Segment Start: SOURCE MATERIAL
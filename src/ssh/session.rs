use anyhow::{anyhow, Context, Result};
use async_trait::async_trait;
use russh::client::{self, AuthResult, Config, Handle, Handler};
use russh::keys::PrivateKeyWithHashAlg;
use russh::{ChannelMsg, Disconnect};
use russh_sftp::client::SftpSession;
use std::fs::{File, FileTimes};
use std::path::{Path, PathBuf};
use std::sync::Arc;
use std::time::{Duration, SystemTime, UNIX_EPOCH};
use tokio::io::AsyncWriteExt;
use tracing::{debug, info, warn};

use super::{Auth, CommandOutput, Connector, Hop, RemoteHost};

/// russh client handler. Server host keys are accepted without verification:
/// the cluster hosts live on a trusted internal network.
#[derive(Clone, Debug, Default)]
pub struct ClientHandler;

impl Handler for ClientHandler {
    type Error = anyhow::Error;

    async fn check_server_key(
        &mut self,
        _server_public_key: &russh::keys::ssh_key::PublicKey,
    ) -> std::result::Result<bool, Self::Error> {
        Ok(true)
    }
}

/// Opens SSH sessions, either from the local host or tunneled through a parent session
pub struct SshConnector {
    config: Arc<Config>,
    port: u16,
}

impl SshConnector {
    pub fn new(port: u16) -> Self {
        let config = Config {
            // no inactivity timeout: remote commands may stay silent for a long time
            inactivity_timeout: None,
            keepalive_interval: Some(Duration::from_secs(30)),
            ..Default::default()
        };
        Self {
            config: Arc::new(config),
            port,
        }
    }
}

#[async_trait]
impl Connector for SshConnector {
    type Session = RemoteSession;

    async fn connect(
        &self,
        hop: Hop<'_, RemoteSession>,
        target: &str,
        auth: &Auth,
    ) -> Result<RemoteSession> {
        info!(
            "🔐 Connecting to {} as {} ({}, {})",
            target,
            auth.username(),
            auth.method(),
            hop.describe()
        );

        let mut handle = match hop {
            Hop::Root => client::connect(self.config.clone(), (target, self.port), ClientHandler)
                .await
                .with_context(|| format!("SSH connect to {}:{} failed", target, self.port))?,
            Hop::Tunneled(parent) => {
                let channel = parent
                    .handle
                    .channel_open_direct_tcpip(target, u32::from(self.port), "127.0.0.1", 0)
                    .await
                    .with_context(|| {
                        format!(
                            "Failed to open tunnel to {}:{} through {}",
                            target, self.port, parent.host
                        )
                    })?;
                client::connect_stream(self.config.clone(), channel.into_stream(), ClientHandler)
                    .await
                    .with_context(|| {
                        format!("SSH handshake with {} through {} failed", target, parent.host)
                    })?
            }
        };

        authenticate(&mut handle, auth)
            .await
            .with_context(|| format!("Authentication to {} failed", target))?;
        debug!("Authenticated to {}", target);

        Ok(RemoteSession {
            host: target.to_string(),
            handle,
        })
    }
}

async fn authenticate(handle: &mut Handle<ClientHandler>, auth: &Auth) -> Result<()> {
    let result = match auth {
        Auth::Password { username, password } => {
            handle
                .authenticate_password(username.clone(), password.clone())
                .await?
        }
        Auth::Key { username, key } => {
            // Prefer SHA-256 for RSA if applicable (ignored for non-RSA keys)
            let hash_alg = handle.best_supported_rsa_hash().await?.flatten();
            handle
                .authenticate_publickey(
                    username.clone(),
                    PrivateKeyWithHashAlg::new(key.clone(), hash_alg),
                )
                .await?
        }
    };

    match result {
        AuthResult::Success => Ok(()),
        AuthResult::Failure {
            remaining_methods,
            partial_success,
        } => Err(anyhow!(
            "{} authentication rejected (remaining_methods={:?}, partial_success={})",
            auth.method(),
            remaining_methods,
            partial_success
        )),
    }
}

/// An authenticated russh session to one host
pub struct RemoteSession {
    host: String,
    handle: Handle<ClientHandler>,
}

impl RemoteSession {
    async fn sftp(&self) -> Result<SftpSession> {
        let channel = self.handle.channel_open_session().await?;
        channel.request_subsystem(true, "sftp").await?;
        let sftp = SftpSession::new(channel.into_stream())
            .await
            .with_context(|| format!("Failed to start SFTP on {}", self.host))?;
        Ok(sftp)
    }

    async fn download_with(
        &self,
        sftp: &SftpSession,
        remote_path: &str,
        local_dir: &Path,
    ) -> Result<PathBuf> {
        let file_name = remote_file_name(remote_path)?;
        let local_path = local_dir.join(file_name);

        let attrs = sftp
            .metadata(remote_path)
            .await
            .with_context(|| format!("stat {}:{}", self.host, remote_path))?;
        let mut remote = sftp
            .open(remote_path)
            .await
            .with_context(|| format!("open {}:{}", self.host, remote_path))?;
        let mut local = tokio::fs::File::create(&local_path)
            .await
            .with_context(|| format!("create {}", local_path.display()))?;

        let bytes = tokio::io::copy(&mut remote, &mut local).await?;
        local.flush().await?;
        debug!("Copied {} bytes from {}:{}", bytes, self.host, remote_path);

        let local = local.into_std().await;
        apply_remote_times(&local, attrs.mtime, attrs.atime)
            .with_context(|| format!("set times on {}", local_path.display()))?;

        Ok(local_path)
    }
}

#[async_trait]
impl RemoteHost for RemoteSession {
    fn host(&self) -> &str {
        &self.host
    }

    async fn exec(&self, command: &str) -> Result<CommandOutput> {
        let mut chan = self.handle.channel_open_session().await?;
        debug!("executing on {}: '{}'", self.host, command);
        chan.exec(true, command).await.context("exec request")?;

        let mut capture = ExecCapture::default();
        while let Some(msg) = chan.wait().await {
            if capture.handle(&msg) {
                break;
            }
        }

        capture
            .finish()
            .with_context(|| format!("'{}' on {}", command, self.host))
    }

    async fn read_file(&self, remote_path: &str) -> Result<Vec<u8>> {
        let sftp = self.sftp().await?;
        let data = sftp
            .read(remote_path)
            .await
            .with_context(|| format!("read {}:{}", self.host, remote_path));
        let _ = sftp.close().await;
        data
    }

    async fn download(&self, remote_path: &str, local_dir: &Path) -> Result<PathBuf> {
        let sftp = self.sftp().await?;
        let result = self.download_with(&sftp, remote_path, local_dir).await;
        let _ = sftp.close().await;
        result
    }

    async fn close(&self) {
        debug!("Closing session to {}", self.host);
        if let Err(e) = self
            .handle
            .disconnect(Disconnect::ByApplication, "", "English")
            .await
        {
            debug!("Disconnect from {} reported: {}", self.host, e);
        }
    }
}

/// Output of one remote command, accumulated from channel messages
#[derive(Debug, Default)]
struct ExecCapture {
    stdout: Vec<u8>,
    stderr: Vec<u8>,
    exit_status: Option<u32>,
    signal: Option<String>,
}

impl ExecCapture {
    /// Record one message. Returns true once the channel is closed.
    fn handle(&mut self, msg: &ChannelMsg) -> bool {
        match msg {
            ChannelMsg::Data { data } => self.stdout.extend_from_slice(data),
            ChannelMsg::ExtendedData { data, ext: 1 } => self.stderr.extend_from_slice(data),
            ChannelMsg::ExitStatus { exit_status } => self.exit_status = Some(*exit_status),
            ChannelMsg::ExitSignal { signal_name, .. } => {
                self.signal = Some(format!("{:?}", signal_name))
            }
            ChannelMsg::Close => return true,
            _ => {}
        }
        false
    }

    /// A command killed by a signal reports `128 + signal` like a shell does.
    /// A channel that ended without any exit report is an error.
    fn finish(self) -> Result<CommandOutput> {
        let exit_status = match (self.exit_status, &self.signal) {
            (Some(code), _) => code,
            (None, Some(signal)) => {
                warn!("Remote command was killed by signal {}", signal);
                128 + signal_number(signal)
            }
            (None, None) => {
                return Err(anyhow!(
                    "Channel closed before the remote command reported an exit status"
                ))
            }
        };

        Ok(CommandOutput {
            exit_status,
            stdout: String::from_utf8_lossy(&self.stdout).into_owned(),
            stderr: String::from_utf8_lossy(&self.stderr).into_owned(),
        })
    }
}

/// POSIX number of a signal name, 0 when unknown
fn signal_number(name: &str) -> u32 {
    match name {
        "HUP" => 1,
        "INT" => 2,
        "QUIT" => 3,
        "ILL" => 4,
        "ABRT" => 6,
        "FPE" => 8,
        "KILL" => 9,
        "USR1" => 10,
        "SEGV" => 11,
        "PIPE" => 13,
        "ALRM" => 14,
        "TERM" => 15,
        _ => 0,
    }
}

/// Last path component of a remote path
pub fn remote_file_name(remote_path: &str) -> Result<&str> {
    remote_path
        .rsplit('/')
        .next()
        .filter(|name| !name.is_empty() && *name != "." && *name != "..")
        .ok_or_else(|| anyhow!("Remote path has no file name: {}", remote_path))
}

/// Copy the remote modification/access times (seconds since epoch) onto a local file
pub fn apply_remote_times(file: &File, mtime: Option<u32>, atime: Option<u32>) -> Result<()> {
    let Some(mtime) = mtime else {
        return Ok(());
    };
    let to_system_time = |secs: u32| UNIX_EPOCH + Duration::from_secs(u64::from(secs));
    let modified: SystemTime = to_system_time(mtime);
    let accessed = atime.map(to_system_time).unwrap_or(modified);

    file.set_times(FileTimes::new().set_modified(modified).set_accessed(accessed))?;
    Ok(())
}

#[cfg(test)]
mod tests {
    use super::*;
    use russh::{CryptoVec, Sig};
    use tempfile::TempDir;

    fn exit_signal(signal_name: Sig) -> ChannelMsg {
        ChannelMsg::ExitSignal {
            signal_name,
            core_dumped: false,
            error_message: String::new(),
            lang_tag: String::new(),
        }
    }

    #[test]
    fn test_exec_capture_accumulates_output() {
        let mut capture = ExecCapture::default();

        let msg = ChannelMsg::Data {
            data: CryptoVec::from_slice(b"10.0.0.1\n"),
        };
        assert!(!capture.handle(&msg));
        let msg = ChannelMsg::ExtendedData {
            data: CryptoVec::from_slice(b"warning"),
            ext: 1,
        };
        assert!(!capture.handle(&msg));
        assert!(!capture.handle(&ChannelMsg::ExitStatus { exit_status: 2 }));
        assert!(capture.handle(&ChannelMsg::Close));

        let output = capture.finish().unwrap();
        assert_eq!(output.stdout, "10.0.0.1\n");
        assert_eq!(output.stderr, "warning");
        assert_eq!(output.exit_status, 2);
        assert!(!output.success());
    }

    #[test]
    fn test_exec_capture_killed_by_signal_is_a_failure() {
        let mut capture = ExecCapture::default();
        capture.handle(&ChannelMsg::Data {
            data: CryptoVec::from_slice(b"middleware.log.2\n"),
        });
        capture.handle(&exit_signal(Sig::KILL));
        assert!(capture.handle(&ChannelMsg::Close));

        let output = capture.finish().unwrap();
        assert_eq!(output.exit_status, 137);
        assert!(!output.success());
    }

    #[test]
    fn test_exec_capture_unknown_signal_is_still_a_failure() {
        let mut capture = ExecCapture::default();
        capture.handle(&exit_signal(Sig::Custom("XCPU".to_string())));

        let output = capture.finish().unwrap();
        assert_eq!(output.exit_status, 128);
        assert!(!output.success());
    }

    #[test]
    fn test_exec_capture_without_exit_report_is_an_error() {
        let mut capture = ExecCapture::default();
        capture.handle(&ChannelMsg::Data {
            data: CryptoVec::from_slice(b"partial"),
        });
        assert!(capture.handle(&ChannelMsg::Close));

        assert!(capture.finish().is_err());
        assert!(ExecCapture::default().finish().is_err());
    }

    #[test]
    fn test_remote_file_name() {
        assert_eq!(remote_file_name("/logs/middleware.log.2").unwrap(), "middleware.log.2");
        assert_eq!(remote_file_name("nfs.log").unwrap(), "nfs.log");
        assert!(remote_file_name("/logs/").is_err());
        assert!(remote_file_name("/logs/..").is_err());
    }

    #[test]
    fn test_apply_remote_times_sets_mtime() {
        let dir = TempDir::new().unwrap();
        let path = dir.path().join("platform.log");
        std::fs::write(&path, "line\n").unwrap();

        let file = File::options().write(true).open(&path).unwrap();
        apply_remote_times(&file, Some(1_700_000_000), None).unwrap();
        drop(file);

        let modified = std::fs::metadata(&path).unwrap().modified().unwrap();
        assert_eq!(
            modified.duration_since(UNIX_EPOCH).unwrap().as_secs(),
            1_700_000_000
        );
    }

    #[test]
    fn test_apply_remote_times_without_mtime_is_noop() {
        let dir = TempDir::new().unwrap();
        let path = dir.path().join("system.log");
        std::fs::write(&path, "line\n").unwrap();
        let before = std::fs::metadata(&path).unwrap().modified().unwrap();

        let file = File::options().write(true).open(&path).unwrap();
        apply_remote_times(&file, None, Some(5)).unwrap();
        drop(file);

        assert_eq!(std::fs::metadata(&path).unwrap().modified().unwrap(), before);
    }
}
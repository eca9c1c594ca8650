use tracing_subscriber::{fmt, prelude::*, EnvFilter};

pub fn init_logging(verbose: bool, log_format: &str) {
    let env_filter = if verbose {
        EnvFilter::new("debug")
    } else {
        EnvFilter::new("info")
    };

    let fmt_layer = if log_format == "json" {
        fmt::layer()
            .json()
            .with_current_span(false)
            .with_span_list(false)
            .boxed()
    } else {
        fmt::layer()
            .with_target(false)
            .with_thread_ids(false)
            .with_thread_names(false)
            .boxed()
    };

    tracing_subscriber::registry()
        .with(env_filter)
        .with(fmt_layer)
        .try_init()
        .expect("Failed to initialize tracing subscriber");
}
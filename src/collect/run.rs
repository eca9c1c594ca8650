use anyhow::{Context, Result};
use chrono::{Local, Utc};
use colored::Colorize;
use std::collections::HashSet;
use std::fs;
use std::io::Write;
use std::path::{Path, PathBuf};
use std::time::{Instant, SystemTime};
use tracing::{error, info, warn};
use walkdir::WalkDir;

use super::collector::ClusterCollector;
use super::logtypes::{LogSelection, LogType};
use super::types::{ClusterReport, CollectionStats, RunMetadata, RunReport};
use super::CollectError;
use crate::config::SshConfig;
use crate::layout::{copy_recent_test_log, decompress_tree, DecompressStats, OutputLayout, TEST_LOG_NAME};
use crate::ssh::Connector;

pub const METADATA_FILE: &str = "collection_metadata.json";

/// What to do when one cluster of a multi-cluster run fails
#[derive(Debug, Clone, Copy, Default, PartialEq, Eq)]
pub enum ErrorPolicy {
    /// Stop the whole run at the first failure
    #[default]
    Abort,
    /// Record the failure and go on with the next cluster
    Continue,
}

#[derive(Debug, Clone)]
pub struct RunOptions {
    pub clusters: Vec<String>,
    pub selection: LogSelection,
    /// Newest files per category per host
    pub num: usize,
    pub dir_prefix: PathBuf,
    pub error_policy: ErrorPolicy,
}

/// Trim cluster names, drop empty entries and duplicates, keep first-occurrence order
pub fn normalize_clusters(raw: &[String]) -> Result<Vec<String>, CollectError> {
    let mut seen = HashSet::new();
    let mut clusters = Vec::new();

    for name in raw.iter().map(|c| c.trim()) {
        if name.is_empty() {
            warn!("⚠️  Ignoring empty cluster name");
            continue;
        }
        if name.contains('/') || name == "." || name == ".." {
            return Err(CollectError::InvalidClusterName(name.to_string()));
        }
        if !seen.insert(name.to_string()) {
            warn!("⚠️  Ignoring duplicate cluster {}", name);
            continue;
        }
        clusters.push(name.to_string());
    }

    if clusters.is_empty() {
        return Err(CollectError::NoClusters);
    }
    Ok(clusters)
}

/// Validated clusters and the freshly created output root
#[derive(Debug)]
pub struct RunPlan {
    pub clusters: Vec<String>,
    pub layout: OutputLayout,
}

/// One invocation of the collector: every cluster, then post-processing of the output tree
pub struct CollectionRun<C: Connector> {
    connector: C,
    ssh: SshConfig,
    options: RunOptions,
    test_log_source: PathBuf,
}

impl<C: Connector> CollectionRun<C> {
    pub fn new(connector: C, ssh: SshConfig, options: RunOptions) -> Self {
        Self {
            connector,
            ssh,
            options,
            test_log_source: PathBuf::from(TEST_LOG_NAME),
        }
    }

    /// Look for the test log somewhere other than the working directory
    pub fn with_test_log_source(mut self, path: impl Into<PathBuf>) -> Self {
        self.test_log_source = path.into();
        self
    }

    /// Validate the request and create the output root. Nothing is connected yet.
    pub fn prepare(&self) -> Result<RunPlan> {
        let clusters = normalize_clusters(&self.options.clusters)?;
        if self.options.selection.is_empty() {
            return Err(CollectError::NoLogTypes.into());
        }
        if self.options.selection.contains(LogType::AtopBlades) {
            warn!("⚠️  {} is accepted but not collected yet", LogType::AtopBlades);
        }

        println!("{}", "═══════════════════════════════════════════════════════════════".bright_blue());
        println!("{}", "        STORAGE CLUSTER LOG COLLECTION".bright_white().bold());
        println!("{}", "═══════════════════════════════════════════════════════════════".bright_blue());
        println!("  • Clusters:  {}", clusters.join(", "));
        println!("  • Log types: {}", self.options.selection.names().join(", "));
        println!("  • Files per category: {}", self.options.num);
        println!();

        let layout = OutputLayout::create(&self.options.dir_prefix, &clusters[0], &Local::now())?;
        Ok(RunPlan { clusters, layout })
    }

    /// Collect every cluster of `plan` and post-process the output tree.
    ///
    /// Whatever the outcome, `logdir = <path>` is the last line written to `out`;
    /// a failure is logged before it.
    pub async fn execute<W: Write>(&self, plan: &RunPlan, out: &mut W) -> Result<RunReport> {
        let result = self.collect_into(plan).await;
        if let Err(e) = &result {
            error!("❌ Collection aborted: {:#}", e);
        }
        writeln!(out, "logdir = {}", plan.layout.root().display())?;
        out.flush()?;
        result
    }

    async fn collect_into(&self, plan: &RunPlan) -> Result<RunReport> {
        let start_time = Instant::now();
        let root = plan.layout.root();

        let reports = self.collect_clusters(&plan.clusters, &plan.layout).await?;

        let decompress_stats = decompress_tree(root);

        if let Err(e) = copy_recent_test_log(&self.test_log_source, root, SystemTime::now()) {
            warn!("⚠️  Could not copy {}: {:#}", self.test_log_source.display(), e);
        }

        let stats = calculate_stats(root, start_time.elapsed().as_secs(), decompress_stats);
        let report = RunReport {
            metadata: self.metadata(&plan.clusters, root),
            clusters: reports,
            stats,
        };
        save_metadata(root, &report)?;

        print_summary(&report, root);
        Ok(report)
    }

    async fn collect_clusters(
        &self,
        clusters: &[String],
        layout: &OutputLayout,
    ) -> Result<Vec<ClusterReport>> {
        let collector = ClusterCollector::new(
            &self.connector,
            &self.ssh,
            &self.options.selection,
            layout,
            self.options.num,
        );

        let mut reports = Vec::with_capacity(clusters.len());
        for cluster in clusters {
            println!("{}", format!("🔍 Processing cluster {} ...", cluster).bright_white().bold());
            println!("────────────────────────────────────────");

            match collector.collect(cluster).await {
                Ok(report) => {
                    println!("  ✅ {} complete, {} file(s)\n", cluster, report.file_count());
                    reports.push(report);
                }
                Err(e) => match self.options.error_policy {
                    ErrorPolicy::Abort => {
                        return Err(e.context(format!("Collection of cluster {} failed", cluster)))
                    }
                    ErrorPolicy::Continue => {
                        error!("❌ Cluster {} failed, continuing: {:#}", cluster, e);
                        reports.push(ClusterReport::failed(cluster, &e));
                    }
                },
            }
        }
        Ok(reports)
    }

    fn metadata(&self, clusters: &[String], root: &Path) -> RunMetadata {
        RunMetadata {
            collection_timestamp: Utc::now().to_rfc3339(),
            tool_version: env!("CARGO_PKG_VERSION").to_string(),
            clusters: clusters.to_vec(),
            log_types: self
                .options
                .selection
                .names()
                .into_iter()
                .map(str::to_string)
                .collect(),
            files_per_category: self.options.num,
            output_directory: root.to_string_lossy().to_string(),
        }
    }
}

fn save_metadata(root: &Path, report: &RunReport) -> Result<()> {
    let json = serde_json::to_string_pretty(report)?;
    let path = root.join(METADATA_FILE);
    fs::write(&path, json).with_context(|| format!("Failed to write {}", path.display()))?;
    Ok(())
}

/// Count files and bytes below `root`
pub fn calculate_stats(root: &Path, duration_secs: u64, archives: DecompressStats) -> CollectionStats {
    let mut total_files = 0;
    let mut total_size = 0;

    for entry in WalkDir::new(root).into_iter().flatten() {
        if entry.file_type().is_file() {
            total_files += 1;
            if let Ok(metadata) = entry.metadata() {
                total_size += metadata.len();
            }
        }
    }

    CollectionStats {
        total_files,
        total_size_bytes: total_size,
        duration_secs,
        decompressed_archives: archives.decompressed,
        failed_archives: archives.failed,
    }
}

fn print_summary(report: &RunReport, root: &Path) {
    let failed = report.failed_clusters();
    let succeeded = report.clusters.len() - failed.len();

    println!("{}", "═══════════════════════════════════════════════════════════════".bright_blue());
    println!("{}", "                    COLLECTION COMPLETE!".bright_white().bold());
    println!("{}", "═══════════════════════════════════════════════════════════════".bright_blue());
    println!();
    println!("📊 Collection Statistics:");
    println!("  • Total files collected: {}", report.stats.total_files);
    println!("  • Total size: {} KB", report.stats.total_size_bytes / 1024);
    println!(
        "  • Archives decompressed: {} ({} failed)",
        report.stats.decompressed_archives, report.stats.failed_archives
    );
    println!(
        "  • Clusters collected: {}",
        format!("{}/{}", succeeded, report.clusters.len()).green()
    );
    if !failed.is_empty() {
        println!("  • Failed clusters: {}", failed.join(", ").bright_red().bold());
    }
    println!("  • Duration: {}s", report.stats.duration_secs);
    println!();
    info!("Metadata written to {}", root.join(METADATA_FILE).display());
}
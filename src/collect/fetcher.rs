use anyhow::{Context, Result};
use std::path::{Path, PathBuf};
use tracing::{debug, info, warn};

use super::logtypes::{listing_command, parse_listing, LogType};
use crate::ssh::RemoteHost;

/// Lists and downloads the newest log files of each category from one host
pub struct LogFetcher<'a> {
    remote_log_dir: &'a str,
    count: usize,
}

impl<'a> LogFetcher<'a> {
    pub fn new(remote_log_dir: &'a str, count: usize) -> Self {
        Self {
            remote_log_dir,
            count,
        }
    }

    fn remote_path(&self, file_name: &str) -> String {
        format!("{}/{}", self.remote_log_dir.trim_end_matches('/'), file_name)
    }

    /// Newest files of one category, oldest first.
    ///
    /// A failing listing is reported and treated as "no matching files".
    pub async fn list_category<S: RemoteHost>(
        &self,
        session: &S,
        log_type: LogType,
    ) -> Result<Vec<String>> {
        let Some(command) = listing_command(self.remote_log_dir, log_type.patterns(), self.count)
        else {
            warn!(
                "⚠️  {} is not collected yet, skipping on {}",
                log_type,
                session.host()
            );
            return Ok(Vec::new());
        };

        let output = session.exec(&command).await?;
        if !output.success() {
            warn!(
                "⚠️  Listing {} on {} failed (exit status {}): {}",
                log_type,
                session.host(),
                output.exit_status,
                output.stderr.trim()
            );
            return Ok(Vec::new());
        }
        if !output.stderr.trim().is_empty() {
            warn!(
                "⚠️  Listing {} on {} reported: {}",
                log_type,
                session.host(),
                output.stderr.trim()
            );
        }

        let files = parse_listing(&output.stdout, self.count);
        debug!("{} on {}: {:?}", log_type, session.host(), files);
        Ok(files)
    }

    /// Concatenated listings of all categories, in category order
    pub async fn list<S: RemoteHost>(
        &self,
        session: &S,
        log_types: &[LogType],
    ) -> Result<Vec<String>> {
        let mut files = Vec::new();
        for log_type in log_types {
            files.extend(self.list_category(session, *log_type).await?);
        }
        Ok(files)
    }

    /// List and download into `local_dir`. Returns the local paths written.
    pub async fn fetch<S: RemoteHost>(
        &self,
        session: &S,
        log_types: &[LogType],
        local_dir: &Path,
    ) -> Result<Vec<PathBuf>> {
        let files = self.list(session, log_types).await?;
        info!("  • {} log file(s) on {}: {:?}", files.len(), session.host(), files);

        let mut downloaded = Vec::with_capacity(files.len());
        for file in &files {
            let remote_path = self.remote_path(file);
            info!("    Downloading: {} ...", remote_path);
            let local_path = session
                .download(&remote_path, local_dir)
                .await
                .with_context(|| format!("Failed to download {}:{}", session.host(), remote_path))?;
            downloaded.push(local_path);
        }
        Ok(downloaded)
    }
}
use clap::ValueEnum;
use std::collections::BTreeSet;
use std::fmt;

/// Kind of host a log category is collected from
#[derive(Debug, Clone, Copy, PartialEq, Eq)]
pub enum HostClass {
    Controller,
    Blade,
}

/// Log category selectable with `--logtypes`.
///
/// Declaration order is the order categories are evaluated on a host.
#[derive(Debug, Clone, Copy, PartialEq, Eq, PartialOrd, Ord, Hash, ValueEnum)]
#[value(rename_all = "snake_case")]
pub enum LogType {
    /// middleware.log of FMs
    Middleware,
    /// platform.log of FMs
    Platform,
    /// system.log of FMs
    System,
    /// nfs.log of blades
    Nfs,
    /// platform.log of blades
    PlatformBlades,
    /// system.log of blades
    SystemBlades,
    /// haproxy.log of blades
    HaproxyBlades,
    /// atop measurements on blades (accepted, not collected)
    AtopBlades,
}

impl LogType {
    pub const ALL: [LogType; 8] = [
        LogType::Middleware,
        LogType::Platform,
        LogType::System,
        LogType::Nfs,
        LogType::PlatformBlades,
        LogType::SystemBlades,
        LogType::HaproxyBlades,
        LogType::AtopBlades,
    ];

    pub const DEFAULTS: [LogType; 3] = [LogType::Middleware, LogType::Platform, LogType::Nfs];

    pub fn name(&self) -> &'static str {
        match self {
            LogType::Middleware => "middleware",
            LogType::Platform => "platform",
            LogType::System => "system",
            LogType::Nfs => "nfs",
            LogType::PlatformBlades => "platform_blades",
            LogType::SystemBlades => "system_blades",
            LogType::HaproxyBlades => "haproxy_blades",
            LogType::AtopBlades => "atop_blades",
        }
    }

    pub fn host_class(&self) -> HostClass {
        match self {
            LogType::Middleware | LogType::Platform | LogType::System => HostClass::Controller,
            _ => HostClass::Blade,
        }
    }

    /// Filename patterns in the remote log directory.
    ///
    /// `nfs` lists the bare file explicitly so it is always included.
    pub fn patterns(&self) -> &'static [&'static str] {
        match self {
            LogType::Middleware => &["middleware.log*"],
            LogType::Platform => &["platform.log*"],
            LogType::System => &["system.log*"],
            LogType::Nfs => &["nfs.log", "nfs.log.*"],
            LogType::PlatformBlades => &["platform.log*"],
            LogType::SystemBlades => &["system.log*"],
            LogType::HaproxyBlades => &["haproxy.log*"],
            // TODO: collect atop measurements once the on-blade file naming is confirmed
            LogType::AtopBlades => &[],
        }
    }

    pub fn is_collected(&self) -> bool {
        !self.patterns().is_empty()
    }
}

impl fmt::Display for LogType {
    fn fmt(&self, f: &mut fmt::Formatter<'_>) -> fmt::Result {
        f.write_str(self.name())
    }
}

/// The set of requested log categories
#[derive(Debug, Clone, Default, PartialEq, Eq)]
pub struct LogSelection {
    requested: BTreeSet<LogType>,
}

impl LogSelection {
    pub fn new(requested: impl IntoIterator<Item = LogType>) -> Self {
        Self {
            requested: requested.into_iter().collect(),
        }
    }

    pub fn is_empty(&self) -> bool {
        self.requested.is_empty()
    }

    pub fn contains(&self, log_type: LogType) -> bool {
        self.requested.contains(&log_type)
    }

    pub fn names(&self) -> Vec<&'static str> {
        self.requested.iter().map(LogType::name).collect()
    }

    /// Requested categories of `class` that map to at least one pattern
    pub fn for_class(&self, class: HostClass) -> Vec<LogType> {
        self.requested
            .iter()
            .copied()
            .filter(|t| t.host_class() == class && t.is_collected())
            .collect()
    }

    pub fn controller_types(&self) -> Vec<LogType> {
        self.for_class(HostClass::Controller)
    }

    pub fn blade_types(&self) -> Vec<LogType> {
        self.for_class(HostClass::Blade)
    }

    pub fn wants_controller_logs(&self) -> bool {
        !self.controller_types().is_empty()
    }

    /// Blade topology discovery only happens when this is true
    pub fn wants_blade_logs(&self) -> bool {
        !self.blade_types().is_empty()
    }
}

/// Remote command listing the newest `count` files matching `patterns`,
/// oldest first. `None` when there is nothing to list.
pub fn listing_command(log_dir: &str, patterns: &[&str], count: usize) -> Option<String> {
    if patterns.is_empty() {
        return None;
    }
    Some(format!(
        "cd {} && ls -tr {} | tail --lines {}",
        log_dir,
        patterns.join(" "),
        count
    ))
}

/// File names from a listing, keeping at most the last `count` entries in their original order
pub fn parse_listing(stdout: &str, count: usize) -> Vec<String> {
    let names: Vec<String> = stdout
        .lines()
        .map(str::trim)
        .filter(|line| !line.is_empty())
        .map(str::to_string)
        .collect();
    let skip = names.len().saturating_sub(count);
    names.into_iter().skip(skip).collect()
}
Segment End: SOURCE MATERIAL
§ TO DO: Give only the number of lines above holding "RunOptions".

§ RESPONSE TO THE TASK: 3